[Start of Attachment]

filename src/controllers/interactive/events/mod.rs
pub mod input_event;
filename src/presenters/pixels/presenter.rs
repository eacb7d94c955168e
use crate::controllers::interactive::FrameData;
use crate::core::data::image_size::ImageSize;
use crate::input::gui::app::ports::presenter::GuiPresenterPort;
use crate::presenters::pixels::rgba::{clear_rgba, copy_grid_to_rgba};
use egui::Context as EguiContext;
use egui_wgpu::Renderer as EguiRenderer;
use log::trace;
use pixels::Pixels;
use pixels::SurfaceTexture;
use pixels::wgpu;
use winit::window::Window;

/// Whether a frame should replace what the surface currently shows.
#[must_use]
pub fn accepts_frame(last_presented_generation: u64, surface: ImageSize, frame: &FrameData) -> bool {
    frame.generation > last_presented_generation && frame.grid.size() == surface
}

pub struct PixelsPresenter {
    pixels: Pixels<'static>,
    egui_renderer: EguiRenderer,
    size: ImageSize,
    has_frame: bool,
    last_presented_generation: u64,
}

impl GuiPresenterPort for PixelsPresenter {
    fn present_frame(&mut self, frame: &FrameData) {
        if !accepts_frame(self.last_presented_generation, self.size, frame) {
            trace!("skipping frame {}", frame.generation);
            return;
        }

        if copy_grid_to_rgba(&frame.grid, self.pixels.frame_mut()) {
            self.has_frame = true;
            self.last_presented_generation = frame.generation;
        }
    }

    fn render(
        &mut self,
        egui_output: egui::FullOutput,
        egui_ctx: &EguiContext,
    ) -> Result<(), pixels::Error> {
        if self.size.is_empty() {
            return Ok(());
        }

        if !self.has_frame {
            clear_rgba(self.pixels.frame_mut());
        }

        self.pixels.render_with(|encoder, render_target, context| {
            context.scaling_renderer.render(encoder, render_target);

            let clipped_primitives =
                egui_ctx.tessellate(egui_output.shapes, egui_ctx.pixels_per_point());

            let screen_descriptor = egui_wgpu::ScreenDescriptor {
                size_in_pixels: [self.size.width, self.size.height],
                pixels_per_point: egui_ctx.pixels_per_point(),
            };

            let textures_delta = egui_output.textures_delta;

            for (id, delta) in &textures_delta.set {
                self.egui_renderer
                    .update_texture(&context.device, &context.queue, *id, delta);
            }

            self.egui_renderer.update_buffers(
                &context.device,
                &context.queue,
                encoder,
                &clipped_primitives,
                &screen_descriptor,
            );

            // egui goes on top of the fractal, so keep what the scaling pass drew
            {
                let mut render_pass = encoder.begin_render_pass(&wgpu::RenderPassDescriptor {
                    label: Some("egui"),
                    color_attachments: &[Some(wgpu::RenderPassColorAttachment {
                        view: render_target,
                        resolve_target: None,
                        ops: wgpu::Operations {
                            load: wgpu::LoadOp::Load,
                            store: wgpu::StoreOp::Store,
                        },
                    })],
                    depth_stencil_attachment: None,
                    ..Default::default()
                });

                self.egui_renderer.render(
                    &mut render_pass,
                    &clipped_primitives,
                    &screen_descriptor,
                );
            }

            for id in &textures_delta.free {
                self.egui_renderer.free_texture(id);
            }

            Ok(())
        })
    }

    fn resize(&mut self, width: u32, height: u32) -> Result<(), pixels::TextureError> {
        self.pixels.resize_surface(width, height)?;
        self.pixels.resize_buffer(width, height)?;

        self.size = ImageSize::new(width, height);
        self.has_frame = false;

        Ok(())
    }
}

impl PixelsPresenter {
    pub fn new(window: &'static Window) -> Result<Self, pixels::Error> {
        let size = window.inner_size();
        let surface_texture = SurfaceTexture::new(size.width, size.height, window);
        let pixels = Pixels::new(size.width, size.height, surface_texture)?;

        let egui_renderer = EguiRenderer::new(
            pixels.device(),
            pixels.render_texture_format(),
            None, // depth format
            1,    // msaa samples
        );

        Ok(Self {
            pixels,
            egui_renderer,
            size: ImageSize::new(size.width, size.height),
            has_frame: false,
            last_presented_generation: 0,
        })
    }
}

[End of Attachment]
[Start of Attachment]

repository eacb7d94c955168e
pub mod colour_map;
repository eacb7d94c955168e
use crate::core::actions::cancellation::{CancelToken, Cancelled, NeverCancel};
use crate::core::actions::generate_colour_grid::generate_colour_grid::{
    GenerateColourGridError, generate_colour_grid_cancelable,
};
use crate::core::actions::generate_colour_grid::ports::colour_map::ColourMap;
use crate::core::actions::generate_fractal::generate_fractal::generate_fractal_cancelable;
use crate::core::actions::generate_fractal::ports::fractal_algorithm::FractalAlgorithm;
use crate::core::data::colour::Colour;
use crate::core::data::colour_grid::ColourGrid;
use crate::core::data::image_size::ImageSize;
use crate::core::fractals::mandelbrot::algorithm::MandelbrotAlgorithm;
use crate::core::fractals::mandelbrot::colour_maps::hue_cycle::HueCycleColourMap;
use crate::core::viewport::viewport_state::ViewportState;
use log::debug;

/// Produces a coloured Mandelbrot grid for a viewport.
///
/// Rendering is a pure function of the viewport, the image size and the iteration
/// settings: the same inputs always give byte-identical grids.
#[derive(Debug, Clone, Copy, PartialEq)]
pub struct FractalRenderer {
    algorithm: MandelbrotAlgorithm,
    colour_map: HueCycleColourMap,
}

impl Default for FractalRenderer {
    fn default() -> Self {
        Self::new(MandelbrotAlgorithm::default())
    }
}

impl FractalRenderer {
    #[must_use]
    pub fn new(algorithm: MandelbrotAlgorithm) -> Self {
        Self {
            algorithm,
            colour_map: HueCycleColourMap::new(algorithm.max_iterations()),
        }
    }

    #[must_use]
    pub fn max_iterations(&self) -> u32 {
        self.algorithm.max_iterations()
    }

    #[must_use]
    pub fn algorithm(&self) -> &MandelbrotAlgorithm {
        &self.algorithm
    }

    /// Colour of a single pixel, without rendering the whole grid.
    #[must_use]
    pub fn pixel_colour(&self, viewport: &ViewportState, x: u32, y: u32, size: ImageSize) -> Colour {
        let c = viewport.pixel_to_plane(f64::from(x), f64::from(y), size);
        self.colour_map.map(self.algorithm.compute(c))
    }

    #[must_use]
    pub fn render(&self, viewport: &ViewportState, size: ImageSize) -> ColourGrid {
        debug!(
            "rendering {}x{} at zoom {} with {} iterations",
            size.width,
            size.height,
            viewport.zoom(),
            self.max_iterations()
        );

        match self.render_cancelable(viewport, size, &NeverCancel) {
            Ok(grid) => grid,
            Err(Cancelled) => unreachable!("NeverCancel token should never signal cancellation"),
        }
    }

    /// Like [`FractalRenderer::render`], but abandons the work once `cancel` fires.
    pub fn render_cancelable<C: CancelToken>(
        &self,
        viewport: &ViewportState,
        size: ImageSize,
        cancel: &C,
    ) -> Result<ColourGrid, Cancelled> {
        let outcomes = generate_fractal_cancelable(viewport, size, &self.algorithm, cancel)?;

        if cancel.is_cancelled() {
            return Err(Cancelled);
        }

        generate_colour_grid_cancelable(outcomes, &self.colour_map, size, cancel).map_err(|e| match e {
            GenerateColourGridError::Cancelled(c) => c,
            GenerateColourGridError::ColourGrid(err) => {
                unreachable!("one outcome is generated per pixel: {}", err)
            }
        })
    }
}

[End of Attachment]
[Start of Attachment]

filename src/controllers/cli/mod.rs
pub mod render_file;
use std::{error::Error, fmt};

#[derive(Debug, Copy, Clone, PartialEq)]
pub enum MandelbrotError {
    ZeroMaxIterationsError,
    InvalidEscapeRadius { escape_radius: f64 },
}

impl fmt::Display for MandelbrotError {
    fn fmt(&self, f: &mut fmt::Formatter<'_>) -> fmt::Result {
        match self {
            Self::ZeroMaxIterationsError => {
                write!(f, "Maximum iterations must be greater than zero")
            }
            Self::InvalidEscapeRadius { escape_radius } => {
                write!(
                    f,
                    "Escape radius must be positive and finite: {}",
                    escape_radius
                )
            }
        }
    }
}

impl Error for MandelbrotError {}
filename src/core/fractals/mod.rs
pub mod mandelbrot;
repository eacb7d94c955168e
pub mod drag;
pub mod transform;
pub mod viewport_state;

[End of Attachment]

WORK INSTRUCTIONS:
Take the lines above from the one containing "filename src/controllers/interactive/events/mod.rs" down to the one containing "filename src/presenters/pixels/presenter.rs", and transcribe them exactly, both ends included.

ANSWER TO THIS PROBLEM:
filename src/controllers/interactive/events/mod.rs
pub mod input_event;
filename src/presenters/pixels/presenter.rs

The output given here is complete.